[Directions]:
Show every line of the data below that includes the word "expected".

══ Study material ══

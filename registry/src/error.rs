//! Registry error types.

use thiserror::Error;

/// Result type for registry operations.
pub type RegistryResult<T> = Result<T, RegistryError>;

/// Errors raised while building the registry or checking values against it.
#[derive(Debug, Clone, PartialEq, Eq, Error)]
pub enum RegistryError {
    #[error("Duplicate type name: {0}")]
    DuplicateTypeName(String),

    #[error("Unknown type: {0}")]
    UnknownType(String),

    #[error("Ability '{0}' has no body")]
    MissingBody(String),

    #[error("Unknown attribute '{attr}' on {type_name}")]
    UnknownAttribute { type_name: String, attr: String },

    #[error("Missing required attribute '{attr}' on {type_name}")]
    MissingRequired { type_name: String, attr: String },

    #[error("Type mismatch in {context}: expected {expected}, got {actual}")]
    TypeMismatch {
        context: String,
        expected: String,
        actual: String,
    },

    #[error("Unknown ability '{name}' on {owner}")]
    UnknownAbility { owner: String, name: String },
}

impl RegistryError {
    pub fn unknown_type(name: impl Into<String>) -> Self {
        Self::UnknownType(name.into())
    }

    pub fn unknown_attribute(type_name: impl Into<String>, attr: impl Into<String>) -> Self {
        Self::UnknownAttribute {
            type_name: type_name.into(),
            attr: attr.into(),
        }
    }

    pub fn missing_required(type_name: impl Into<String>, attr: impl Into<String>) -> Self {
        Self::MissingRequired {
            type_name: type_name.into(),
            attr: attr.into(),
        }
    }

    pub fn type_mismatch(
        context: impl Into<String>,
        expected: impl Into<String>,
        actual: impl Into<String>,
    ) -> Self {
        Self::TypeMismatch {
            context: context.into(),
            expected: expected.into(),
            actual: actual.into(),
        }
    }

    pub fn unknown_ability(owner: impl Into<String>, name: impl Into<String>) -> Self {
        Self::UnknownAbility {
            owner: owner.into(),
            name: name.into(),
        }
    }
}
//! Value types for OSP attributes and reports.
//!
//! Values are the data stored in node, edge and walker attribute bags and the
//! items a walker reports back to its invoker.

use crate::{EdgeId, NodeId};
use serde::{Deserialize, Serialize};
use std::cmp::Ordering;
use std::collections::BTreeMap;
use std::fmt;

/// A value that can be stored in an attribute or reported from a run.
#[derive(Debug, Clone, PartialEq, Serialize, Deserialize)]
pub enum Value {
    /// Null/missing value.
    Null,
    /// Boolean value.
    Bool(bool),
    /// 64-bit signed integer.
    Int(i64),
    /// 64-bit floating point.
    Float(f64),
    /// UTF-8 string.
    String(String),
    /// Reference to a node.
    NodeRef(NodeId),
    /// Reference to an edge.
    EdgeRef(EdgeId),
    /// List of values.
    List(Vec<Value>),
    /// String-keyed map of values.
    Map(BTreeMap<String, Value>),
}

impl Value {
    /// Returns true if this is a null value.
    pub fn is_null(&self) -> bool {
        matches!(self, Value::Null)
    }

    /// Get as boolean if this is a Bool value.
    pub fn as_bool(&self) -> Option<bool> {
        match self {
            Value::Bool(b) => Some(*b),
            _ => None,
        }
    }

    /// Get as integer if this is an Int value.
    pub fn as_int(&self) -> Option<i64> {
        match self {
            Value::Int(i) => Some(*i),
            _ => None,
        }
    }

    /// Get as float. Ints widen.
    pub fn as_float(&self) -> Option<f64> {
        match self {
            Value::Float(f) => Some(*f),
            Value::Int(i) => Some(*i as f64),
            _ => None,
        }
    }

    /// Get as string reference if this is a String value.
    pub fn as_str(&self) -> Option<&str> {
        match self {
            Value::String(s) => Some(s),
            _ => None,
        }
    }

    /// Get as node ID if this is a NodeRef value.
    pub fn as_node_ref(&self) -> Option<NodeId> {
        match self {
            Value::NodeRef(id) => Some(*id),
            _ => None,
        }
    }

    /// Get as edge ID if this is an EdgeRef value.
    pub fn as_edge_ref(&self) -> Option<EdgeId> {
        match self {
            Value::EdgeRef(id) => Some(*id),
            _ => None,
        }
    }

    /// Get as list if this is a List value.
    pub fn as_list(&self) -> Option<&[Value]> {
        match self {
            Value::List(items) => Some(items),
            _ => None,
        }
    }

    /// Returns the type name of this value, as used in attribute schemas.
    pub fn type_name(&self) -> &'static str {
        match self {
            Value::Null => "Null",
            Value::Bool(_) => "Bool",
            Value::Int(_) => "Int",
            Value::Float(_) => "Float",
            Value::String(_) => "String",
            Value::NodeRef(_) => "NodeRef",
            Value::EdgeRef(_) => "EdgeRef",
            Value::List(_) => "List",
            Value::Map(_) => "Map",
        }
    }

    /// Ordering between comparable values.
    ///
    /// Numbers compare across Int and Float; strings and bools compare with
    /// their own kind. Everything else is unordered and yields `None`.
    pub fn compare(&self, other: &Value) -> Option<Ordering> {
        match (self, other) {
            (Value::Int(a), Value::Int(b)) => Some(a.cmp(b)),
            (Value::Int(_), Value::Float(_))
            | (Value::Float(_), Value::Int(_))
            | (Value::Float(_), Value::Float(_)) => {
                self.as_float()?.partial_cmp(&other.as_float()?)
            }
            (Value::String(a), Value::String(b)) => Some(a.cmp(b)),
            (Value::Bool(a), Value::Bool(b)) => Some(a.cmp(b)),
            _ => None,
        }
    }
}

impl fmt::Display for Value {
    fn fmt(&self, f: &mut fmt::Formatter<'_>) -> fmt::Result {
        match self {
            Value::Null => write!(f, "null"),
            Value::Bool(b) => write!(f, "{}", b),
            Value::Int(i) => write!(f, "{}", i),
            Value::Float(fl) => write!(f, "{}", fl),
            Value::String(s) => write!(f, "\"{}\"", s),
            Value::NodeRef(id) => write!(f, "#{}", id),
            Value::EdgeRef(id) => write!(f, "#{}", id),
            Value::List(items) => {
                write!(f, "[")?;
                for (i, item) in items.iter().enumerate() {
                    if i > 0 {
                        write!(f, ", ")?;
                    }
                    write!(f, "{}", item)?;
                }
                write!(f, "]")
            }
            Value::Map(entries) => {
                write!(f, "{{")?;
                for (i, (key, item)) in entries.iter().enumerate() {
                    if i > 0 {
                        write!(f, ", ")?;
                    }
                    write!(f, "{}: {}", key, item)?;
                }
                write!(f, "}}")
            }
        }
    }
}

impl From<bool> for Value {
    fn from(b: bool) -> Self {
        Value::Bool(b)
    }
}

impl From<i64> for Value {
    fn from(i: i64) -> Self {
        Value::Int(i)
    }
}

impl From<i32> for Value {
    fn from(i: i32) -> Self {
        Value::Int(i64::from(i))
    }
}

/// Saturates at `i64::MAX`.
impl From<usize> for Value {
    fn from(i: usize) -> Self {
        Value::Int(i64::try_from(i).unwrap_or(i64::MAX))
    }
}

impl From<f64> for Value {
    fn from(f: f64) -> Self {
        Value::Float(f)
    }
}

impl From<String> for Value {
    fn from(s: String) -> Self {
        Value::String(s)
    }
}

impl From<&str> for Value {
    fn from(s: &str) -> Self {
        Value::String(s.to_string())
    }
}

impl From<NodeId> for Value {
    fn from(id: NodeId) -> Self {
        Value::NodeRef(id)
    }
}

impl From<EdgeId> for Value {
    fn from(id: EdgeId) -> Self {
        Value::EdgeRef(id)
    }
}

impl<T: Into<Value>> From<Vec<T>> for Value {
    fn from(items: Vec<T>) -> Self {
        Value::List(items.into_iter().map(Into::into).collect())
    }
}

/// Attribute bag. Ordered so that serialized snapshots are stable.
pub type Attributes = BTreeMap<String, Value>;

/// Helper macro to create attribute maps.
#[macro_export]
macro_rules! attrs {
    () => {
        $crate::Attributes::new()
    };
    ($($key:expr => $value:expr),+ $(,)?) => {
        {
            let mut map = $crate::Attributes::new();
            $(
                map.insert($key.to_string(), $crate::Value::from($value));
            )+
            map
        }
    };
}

═══

[Exercise solution]:
    #[error("Type mismatch in {context}: expected {expected}, got {actual}")]
        expected: String,
        expected: impl Into<String>,
            expected: expected.into(),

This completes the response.